To enhance limited fisheries resources, artificial habitats have been built with various types of structures such as fish aggregating devices, shelters made of concrete blocks for juvenile fishes, and offshore breakwaters for nearshore aquaculture. In this laboratory, we examine what environmental conditions are suitable for the survivorship, growth and reproduction of economically important species and how the organisms respond to physical conditions created in water tanks.
Major facilities
Facilities Specifications
Test device for culture of hanging methods A horizontally and vertically movable arm controlled with a PC can simulate orbital motion of culture nettings in a 2m~2m~2m water tank.
Oscillating flow tank Periodically oscillating water flows can be produced in a 30 cm high, 30 cm wide, 2 m long test section. The maximum of the peak water velocity is 114 cm/sec at the cyclic period of 4 sec.
Recirculating flow tank Steady or oscillating water flows can be produced in a 6 m long, 0.6 m wide, 1 m deep test section. The maximum steady flow velocity is 1.5 m/sec at the depth of 80 cm.
Water wave basin Periodic waves with a cyclic period of 1.4 - 2.4 sec can be produced in a rectangular basin of 4.3 m width ~ 9.4 m on-offshore length ~ 1 m depth. The maximum wave height is 30 cm at the water depth of 70 cm.
Wave channel Periodic waves can be produced in a 18.5 m long, 0.6 m wide, and 1 m deep water channel. The maximum wave height is 30 cm at the water depth of 70 cm and the cyclic period of 1.4 sec.
Shell transportation experiment

The photograph shows an experimental scene to study the shell transportation which is induced by wave effects. The live surf clams are accommodated into an experimental tank under artificial wavy conditions. This experiment aims to estimate the dug out conditions of buried shells and mass transport of them by wave effects.
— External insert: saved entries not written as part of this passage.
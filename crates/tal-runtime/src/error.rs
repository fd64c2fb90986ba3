use thiserror::Error;

pub type Result<T> = std::result::Result<T, TalError>;

/// Contract violations raised by the engine.
///
/// Resolution misses (absent path segments, unknown host expressions) are
/// not errors: they are logged and degrade to `undefined`.
#[derive(Debug, Clone, PartialEq, Eq, Error)]
pub enum TalError {
    #[error("not an object")]
    NotAnObject,

    #[error("not an array")]
    NotAnArray,

    #[error("not a function")]
    NotAFunction,

    #[error("not a primitive")]
    NotAPrimitive,

    #[error("{property} can't be initialized, it is internal")]
    ReservedProperty { property: String },

    #[error("unsupported operation: {operation}")]
    UnsupportedOperation { operation: String },

    #[error("context '{expression}' can't be observed")]
    ContextNotObservable { expression: String },

    #[error("template not an element")]
    TemplateNotElement,

    #[error("a dependency detection window is already open")]
    NestedDetection,

    #[error("invalid {directive} statement: {text:?}")]
    InvalidStatement { directive: String, text: String },

    #[error("configuration error: {message}")]
    Config { message: String },
}

impl TalError {
    #[must_use]
    pub fn reserved(property: impl Into<String>) -> Self {
        Self::ReservedProperty {
            property: property.into(),
        }
    }

    #[must_use]
    pub fn unsupported(operation: impl Into<String>) -> Self {
        Self::UnsupportedOperation {
            operation: operation.into(),
        }
    }

    #[must_use]
    pub fn invalid_statement(directive: impl Into<String>, text: impl Into<String>) -> Self {
        Self::InvalidStatement {
            directive: directive.into(),
            text: text.into(),
        }
    }

    #[must_use]
    pub fn config(message: impl Into<String>) -> Self {
        Self::Config {
            message: message.into(),
        }
    }
}

/// Failure reported by a host expression (`js:` prefix).
#[derive(Debug, Clone, PartialEq, Eq, Error)]
#[error("{message}")]
pub struct HostError {
    message: String,
}

impl HostError {
    #[must_use]
    pub fn new(message: impl Into<String>) -> Self {
        Self {
            message: message.into(),
        }
    }

    #[must_use]
    pub fn message(&self) -> &str {
        &self.message
    }
}

impl From<TalError> for HostError {
    fn from(err: TalError) -> Self {
        Self::new(err.to_string())
    }
}
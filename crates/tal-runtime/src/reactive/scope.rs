#![forbid(unsafe_code)]

//! Subscription guards and per-owner binding scopes.
//!
//! A [`Subscription`] unregisters its callback when dropped. A
//! [`BindingScope`] collects the subscriptions (and any state they share) of
//! one logical owner, typically a rendered DOM node, so the whole group is
//! released at once.
//!
//! # Invariants
//!
//! 1. Subscriptions are released in reverse registration order on drop.
//! 2. After drop, no callback held by the scope fires again.
//! 3. `clear()` releases everything immediately; the scope stays reusable.
//! 4. A subscription never keeps its source observable alive.

use std::any::Any;
use std::rc::{Rc, Weak};

use super::observable::{Observable, ObservableInner};
use super::observers::{Callback, Change};

/// Guard for one `(observable, property, callback)` registration.
#[must_use = "dropping a Subscription unobserves immediately"]
pub struct Subscription {
    source: Weak<ObservableInner>,
    property: String,
    callback: Weak<dyn Fn(&Change, &str)>,
}

impl Subscription {
    pub(crate) fn new(source: &Observable, property: &str, callback: &Callback) -> Self {
        Self {
            source: source.downgrade_inner(),
            property: property.to_owned(),
            callback: Rc::downgrade(callback),
        }
    }

    #[must_use]
    pub fn property(&self) -> &str {
        &self.property
    }

    /// Whether both the source and the callback are still alive.
    #[must_use]
    pub fn is_active(&self) -> bool {
        self.source.strong_count() > 0 && self.callback.strong_count() > 0
    }
}

impl Drop for Subscription {
    fn drop(&mut self) {
        let (Some(inner), Some(callback)) = (self.source.upgrade(), self.callback.upgrade())
        else {
            return;
        };
        let source = Observable { inner };
        source.unobserve(&self.property, &callback);
    }
}

impl std::fmt::Debug for Subscription {
    fn fmt(&self, f: &mut std::fmt::Formatter<'_>) -> std::fmt::Result {
        f.debug_struct("Subscription")
            .field("property", &self.property)
            .field("active", &self.is_active())
            .finish()
    }
}

// ---------------------------------------------------------------------------
// BindingScope
// ---------------------------------------------------------------------------

/// Collects subscriptions for one owner.
///
/// Besides subscriptions, a scope can [`retain`](BindingScope::retain) shared
/// state whose lifetime should match the bindings (callbacks then capture
/// only a `Weak` to it).
pub struct BindingScope {
    subscriptions: Vec<Subscription>,
    retained: Vec<Rc<dyn Any>>,
}

impl BindingScope {
    #[must_use]
    pub fn new() -> Self {
        Self {
            subscriptions: Vec::new(),
            retained: Vec::new(),
        }
    }

    /// Keep `sub` alive until the scope is cleared or dropped.
    pub fn hold(&mut self, sub: Subscription) {
        self.subscriptions.push(sub);
    }

    /// Subscribe within this scope. Returns the scope for chaining.
    pub fn subscribe(
        &mut self,
        source: &Observable,
        property: &str,
        f: impl Fn(&Change, &str) + 'static,
    ) -> &mut Self {
        let sub = source.subscribe(property, f);
        self.subscriptions.push(sub);
        self
    }

    /// Subscribe an existing callback within this scope.
    pub fn subscribe_callback(
        &mut self,
        source: &Observable,
        property: &str,
        callback: &Callback,
    ) -> &mut Self {
        let sub = source.subscribe_callback(property, Rc::clone(callback));
        self.subscriptions.push(sub);
        self
    }

    /// Tie the lifetime of `state` to this scope.
    pub fn retain(&mut self, state: Rc<dyn Any>) {
        self.retained.push(state);
    }

    #[must_use]
    pub fn binding_count(&self) -> usize {
        self.subscriptions.len()
    }

    #[must_use]
    pub fn is_empty(&self) -> bool {
        self.subscriptions.is_empty() && self.retained.is_empty()
    }

    /// Move every binding of `other` into this scope.
    pub fn absorb(&mut self, mut other: BindingScope) {
        self.subscriptions.append(&mut other.subscriptions);
        self.retained.append(&mut other.retained);
    }

    /// Release everything immediately.
    pub fn clear(&mut self) {
        while let Some(sub) = self.subscriptions.pop() {
            drop(sub);
        }
        while let Some(state) = self.retained.pop() {
            drop(state);
        }
    }
}

impl Default for BindingScope {
    fn default() -> Self {
        Self::new()
    }
}

impl Drop for BindingScope {
    fn drop(&mut self) {
        self.clear();
    }
}

impl std::fmt::Debug for BindingScope {
    fn fmt(&self, f: &mut std::fmt::Formatter<'_>) -> std::fmt::Result {
        f.debug_struct("BindingScope")
            .field("binding_count", &self.subscriptions.len())
            .field("retained", &self.retained.len())
            .finish()
    }
}
#![forbid(unsafe_code)]

//! Reactive data layer.
//!
//! - [`Observable`]: identity-stable wrapper over an object, array, callable
//!   or primitive, with per-property observer callbacks and a parent link
//!   forming a context chain.
//! - [`Subscription`]: RAII guard that unobserves on drop.
//! - [`BindingScope`]: collects the subscriptions of one owner.
//! - [`detect`]: thread-local dependency detection window used to discover
//!   which properties an expression reads.
//! - `define_computed`: derived properties recomputed on dependency change.
//!
//! # Architecture
//!
//! Wrappers are `Rc` handles. A thread-local identity table maps raw target
//! addresses to weak wrapper handles, so wrapping the same target twice
//! returns the same wrapper while any handle is alive.
//!
//! Nested objects and arrays are wrapped on first read and the wrapper is
//! written back into the container; the wrapper links to the container
//! weakly, the container owns the wrapper.
//!
//! # Invariants
//!
//! 1. Observers of a property fire in registration order, once per change.
//! 2. A write that leaves the value strictly equal dispatches nothing.
//! 3. Within a detection window reads are recorded and writes suppressed.
//! 4. Dropping a [`Subscription`] removes the callback before the next
//!    dispatch.

pub mod array;
pub mod computed;
pub mod detect;
mod identity;
pub mod observable;
pub mod observers;
pub mod scope;
mod wrap;

pub use array::{ArrayOp, MAX_LENGTH};
pub use detect::{Dependency, Detection, detect, detect_with, is_detecting};
pub use identity::live_wrappers;
pub use observable::{Observable, ObservableKind, RESERVED, WeakObservable, is_reserved};
pub use observers::{Callback, Change, ObserverRegistry, callback};
pub use scope::{BindingScope, Subscription};
pub use wrap::{wrap, wrap_array, wrap_function, wrap_object, wrap_primitive};
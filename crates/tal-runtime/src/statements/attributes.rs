#![forbid(unsafe_code)]

//! `attributes`: bind attributes and their mirrored properties.
//!
//! `false`, `null` and `undefined` remove the attribute and reset the
//! property (`false` for booleans, `""` otherwise); anything else sets both
//! to the value.

use std::rc::Rc;

use tal_dom::{Document, NodeId, Property};

use crate::error::Result;
use crate::parser::Renderer;
use crate::reactive::BindingScope;
use crate::statements::{self, Apply, Directives, Pair};
use crate::value::Value;

fn write(doc: &Document, el: NodeId, name: &str, value: &Value) {
    if !doc.is_alive(el) {
        return;
    }
    let value = match value {
        Value::Observable(obs) => obs.primitive_value().unwrap_or_else(|| value.clone()),
        other => other.clone(),
    };
    match value {
        Value::Bool(false) => {
            doc.remove_attribute(el, name);
            doc.set_property(el, name, Property::Bool(false));
        }
        Value::Undefined | Value::Null => {
            doc.remove_attribute(el, name);
            doc.set_property(el, name, Property::Text(String::new()));
        }
        Value::Bool(true) => {
            doc.set_attribute(el, name, "true");
            doc.set_property(el, name, Property::Bool(true));
        }
        other => {
            let text = other.to_string();
            doc.set_attribute(el, name, &text);
            doc.set_property(el, name, Property::Text(text));
        }
    }
}

pub(crate) fn apply(renderer: &Renderer, el: NodeId, pairs: &[Pair], context: &Value) -> Result<()> {
    let mut scope = BindingScope::new();
    for pair in pairs {
        let resolved = match statements::resolve(Directives::ATTRIBUTES, &pair.expression, context) {
            Ok(resolved) => resolved,
            Err(err) => {
                tracing::error!(
                    message = "directive.failed",
                    directive = Directives::ATTRIBUTES.name(),
                    attribute = %pair.name,
                    error = %err
                );
                continue;
            }
        };
        let name = pair.name.clone();
        let update: Apply = Rc::new(move |renderer, value| {
            write(renderer.document(), el, &name, value);
        });
        scope.absorb(statements::bind(renderer, &resolved, update)?);
    }
    renderer.attach(el, scope);
    Ok(())
}

#[cfg(test)]
mod tests {
    use super::*;
    use crate::reactive::{Observable, wrap_object};
    use crate::value::Object;
    use pretty_assertions::assert_eq;

    fn render(html: &str, data: Object) -> (Renderer, Observable, NodeId) {
        let renderer = Renderer::new(Document::from_html(html));
        let ctx = wrap_object(&Value::from(data), None).unwrap();
        renderer
            .render_by_id("app", &Value::Observable(ctx.clone()))
            .unwrap();
        let el = renderer.document().element_by_id("app").unwrap();
        (renderer, ctx, el)
    }

    #[test]
    fn sets_and_removes_attributes() {
        let (renderer, ctx, el) = render(
            r#"<a id="app" tal:attributes="href link; title 'fixed'"></a>"#,
            Object::new().with("link", "/x"),
        );
        let doc = renderer.document();
        assert_eq!(doc.outer_html(el), r#"<a id="app" href="&#x2f;x" title="fixed"></a>"#);
        ctx.set("link", Value::Null).unwrap();
        assert_eq!(doc.attribute(el, "href"), None);
        assert_eq!(doc.property(el, "href"), Some(Property::Text(String::new())));
        ctx.set("link", Value::from(5)).unwrap();
        assert_eq!(doc.attribute(el, "href").as_deref(), Some("5"));
    }

    #[test]
    fn booleans_mirror_onto_properties() {
        let (renderer, ctx, el) = render(
            r#"<input id="app" tal:attributes="checked on">"#,
            Object::new().with("on", true),
        );
        let doc = renderer.document();
        assert_eq!(doc.property(el, "checked"), Some(Property::Bool(true)));
        assert!(doc.has_attribute(el, "checked"));
        ctx.set("on", Value::from(false)).unwrap();
        assert_eq!(doc.property(el, "checked"), Some(Property::Bool(false)));
        assert!(!doc.has_attribute(el, "checked"));
    }

    #[test]
    fn a_failing_pair_does_not_block_the_others() {
        let (renderer, _, el) = render(
            r#"<p id="app" tal:attributes="title nocall:x; lang 'en'"></p>"#,
            Object::new(),
        );
        assert_eq!(renderer.document().attribute(el, "lang").as_deref(), Some("en"));
        assert_eq!(renderer.document().attribute(el, "title"), None);
    }
}
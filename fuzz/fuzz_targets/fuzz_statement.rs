#![no_main]

use arbitrary::Arbitrary;
use libfuzzer_sys::fuzz_target;
use tal_runtime::tales::resolve;
use tal_runtime::{Directives, Object, Statement, Value, wrap};

#[derive(Arbitrary, Debug)]
struct Input {
    directive: u8,
    text: String,
    writer: bool,
}

fuzz_target!(|input: Input| {
    let directive = Directives::ORDER[usize::from(input.directive) % Directives::ORDER.len()];
    if let Ok(statement) = Statement::parse(directive, &input.text) {
        assert_eq!(statement.directive(), directive);
    }

    let data = Object::new()
        .with("name", "Ann")
        .with("flag", true)
        .with("user", Object::new().with("name", "Bo"));
    let context = wrap(Value::from(data), None);
    if let Ok(expression) = resolve(&input.text, &context, input.writer) {
        let _ = expression.evaluate();
    }
});
#![forbid(unsafe_code)]

//! `repeat`: render one clone of the element per array item and keep the
//! clones in step with array edits.
//!
//! # Layout
//!
//! ```text
//! start | item 0 nodes, marker 0 | item 1 nodes, marker 1 | ... | end
//! ```
//!
//! Every item is followed by an empty text marker, so an item whose root
//! was replaced or unwrapped by its own directives still occupies exactly
//! the nodes between the previous boundary and its marker.
//!
//! # Invariants
//!
//! 1. `markers.len()` equals the number of rendered items, and item `i` is
//!    rendered from the array element at `i` (out-of-range `set` excepted:
//!    it appends).
//! 2. The initial fill and every incremental edit go through the same
//!    [`List::insert_at`] / [`List::remove_at`] pair.
//! 3. Rendered items that an edit does not touch keep their nodes.

use std::cell::RefCell;
use std::rc::{Rc, Weak};

use tal_dom::{NodeId, WeakDocument};

use crate::error::{Result, TalError};
use crate::parser::Renderer;
use crate::reactive::{BindingScope, Change, Observable, ObservableKind, callback, wrap_array, wrap_object};
use crate::statements::{self, Apply, Directives};
use crate::value::{Object, Value};

/// Array notifications a list mirrors.
const EDITS: [&str; 8] = ["push", "unshift", "splice", "shift", "pop", "clear", "set", "length"];

struct List {
    this: Weak<List>,
    template: NodeId,
    name: String,
    context: Value,
    start: NodeId,
    end: NodeId,
    markers: RefCell<Vec<NodeId>>,
    array: RefCell<Option<Observable>>,
    edits: RefCell<BindingScope>,
    document: WeakDocument,
}

impl List {
    fn len(&self) -> usize {
        self.markers.borrow().len()
    }

    /// Scope for one item: `{name: item}` chained to the outer context, or
    /// the item itself for `repeat="context items"`.
    fn item_context(&self, item: &Value) -> Value {
        if self.name == "context" {
            if let Value::Observable(obs) = item {
                if obs.kind() != ObservableKind::Primitive {
                    return item.clone();
                }
            }
        }
        let scope = Value::from(Object::new().with(&self.name, item.clone()));
        match wrap_object(&scope, self.context.as_observable()) {
            Ok(obs) => Value::Observable(obs),
            Err(err) => {
                tracing::error!(message = "repeat.scope.failed", error = %err);
                Value::Undefined
            }
        }
    }

    fn insert_at(&self, renderer: &Renderer, pos: usize, item: &Value) {
        let doc = renderer.document();
        let Some(clone) = doc.clone_node(self.template, true) else {
            return;
        };
        let marker = doc.create_text("");
        let (pos, boundary) = {
            let markers = self.markers.borrow();
            let pos = pos.min(markers.len());
            let boundary = if pos == 0 { self.start } else { markers[pos - 1] };
            (pos, boundary)
        };
        if !doc.after(boundary, &[clone, marker]) {
            doc.dispose(clone);
            doc.dispose(marker);
            return;
        }
        self.markers.borrow_mut().insert(pos, marker);
        tracing::trace!(message = "repeat.insert", pos, node = ?clone);
        let context = self.item_context(item);
        renderer.parse(clone, &context);
    }

    fn remove_at(&self, renderer: &Renderer, pos: usize) {
        let (boundary, marker) = {
            let mut markers = self.markers.borrow_mut();
            if pos >= markers.len() {
                return;
            }
            let boundary = if pos == 0 { self.start } else { markers[pos - 1] };
            (boundary, markers.remove(pos))
        };
        tracing::trace!(message = "repeat.remove", pos);
        self.remove_between(renderer, boundary, marker);
        renderer.remove_node(marker);
    }

    /// Remove the siblings strictly between `from` and `to`.
    fn remove_between(&self, renderer: &Renderer, from: NodeId, to: NodeId) {
        let doc = renderer.document();
        let mut next = doc.next_sibling(from);
        while let Some(node) = next {
            if node == to {
                break;
            }
            next = doc.next_sibling(node);
            renderer.remove_node(node);
        }
    }

    fn clear(&self, renderer: &Renderer) {
        let markers = std::mem::take(&mut *self.markers.borrow_mut());
        if !markers.is_empty() {
            tracing::trace!(message = "repeat.clear", items = markers.len());
        }
        self.remove_between(renderer, self.start, self.end);
    }

    /// Render `value` from scratch and start mirroring its edits.
    fn render(&self, renderer: &Renderer, value: &Value) {
        self.clear(renderer);
        let previous = std::mem::take(&mut *self.edits.borrow_mut());
        drop(previous);
        let old = self.array.borrow_mut().take();
        drop(old);

        let array = match value {
            Value::Undefined | Value::Null => {
                tracing::debug!(message = "repeat.empty", anchor = ?self.start);
                return;
            }
            other => match wrap_array(other, self.context.as_observable()) {
                Ok(array) => array,
                Err(err) => {
                    tracing::warn!(
                        message = "repeat.not_array",
                        value = other.type_name(),
                        error = %err
                    );
                    return;
                }
            },
        };

        let this = self.this.clone();
        let weak = renderer.downgrade();
        let handler = callback(move |change, _| {
            let (Some(list), Some(renderer)) = (this.upgrade(), weak.upgrade()) else {
                return;
            };
            list.mirror(&renderer, change);
        });
        let mut edits = BindingScope::new();
        for edit in EDITS {
            edits.subscribe_callback(&array, edit, &handler);
        }
        *self.edits.borrow_mut() = edits;
        *self.array.borrow_mut() = Some(array.clone());

        let items = array.array_items().unwrap_or_default();
        tracing::debug!(message = "repeat.render", items = items.len());
        for (pos, item) in items.iter().enumerate() {
            self.insert_at(renderer, pos, item);
        }
    }

    /// Translate one array notification into the matching DOM edit.
    fn mirror(&self, renderer: &Renderer, change: &Change) {
        match change {
            Change::Push(items) => {
                let len = self.len();
                for (offset, item) in items.iter().enumerate() {
                    self.insert_at(renderer, len + offset, item);
                }
            }
            Change::Unshift(items) => {
                for item in items.iter().rev() {
                    self.insert_at(renderer, 0, item);
                }
            }
            Change::Splice {
                start,
                delete_count,
                items,
            } => {
                for _ in 0..*delete_count {
                    self.remove_at(renderer, *start);
                }
                for (offset, item) in items.iter().enumerate() {
                    self.insert_at(renderer, start + offset, item);
                }
            }
            Change::Shift(_) => self.remove_at(renderer, 0),
            Change::Pop(_) => {
                if let Some(last) = self.len().checked_sub(1) {
                    self.remove_at(renderer, last);
                }
            }
            Change::Clear => self.clear(renderer),
            Change::Set { index, value } => {
                if *index < self.len() {
                    self.remove_at(renderer, *index);
                    self.insert_at(renderer, *index, value);
                } else {
                    let len = self.len();
                    self.insert_at(renderer, len, value);
                }
            }
            Change::Length(len) => {
                while self.len() > *len {
                    let last = self.len() - 1;
                    self.remove_at(renderer, last);
                }
            }
            Change::Value(_) => {}
        }
    }
}

impl Drop for List {
    fn drop(&mut self) {
        if let Some(doc) = self.document.upgrade() {
            doc.dispose(self.template);
        }
    }
}

pub(crate) fn apply(
    renderer: &Renderer,
    el: NodeId,
    name: &str,
    expression: &str,
    context: &Value,
) -> Result<()> {
    let resolved = statements::resolve(Directives::REPEAT, expression, context)?;
    if resolved.is_unresolved() {
        renderer.remove_node(el);
        return Ok(());
    }

    let doc = renderer.document();
    let start = doc.create_text("");
    let end = doc.create_text("");
    if !doc.replace_with(el, &[start, end]) {
        doc.dispose(start);
        doc.dispose(end);
        return Err(TalError::unsupported("repeat on an element without a parent"));
    }

    let list = Rc::new_cyclic(|this| List {
        this: this.clone(),
        template: el,
        name: name.to_owned(),
        context: context.clone(),
        start,
        end,
        markers: RefCell::new(Vec::new()),
        array: RefCell::new(None),
        edits: RefCell::new(BindingScope::new()),
        document: doc.downgrade(),
    });
    let state = Rc::downgrade(&list);
    let update: Apply = Rc::new(move |renderer, value| {
        if let Some(list) = state.upgrade() {
            list.render(renderer, value);
        }
    });
    let mut scope = statements::bind(renderer, &resolved, update)?;
    scope.retain(list);
    renderer.attach(start, scope);
    Ok(())
}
Tank experiment on grazing activity of sea urchins around Laminaria beds

Large populations of sea urchins frequently overgraze on algae and denude the rock substrata, forming "barren grounds". In such areas, however, algae can survive and grow at shallower depths exposed to wave action because the wave-induced water motion becomes harsher at shallower depth and inhibits urchin grazing. Algal beds are thus formed in shallower zones next to deeper urchin-dominated barren zones. This experiment using a water tank which can produce oscillatory flows examines how greatly various intensities of oscillatory flows restrict grazing activity of sea urchins.